Segment Start: Material shown

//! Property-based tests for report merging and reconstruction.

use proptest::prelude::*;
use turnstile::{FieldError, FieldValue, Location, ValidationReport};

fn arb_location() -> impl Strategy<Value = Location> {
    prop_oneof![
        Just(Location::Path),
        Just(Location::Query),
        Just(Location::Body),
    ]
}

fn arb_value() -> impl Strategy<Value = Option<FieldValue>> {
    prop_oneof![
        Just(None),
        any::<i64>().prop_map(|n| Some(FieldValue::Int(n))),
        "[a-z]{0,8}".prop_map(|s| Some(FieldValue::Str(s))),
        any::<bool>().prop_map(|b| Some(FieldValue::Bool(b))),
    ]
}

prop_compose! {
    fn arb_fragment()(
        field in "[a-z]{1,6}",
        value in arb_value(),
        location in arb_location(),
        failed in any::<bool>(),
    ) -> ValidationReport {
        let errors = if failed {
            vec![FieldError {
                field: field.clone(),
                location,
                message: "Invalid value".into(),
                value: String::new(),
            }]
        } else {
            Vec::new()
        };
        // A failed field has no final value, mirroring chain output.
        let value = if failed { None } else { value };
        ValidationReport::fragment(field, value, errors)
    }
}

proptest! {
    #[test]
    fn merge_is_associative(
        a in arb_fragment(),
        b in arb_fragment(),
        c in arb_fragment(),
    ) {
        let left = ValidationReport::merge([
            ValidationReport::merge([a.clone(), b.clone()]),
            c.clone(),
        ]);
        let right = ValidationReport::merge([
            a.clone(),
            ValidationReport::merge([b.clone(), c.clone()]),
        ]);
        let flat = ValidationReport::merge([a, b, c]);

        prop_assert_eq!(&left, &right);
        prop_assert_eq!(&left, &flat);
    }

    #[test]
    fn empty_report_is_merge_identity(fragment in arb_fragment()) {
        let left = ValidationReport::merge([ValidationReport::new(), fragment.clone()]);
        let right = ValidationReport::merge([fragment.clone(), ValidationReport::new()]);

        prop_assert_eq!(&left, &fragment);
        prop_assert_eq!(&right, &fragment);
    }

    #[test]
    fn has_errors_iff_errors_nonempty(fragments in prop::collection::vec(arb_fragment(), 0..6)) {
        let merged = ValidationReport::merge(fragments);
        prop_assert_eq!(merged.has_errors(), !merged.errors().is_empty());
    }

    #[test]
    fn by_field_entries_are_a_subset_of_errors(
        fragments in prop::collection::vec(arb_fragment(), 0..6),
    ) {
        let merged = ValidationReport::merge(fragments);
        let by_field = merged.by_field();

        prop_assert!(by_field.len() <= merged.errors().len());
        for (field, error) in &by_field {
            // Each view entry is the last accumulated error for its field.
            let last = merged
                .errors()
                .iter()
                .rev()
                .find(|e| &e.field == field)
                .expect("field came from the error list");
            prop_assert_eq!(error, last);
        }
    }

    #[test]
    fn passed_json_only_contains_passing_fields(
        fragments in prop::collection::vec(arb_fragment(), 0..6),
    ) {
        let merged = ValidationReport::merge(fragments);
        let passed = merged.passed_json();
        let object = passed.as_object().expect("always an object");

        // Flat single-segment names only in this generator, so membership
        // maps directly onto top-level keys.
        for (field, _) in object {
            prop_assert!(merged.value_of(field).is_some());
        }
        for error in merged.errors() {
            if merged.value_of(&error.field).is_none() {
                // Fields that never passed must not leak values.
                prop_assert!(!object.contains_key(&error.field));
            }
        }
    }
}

Segment End: Material shown
Segment Start: Material shown

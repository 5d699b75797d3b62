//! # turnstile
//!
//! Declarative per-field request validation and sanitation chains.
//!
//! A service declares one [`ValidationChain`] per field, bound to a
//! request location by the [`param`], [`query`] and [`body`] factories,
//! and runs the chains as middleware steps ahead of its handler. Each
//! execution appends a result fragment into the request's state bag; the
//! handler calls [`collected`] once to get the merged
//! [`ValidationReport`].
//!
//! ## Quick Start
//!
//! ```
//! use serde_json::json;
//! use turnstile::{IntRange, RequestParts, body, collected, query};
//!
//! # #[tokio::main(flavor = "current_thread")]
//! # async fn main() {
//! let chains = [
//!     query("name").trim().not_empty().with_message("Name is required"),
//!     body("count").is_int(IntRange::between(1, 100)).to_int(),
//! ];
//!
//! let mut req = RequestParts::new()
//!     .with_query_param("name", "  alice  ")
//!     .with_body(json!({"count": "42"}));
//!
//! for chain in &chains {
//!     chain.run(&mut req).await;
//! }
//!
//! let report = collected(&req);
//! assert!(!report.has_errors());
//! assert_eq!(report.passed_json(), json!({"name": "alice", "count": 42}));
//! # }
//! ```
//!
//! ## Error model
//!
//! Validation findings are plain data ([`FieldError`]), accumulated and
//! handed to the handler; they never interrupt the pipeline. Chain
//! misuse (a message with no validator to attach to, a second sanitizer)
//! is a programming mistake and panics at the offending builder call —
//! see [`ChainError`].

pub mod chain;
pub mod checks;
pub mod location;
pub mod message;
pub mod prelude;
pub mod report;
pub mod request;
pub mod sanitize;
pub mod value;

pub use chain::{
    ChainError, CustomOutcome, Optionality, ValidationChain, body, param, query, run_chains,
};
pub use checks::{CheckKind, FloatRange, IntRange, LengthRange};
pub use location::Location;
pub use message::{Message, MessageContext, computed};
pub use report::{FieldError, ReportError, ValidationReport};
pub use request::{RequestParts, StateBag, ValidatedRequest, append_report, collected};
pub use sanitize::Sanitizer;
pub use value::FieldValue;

Segment End: Material shown

-- Task to carry out --
Your reply should be a single number: the count of lines above that include the string "FieldValue".

-- Response to this exercise --
6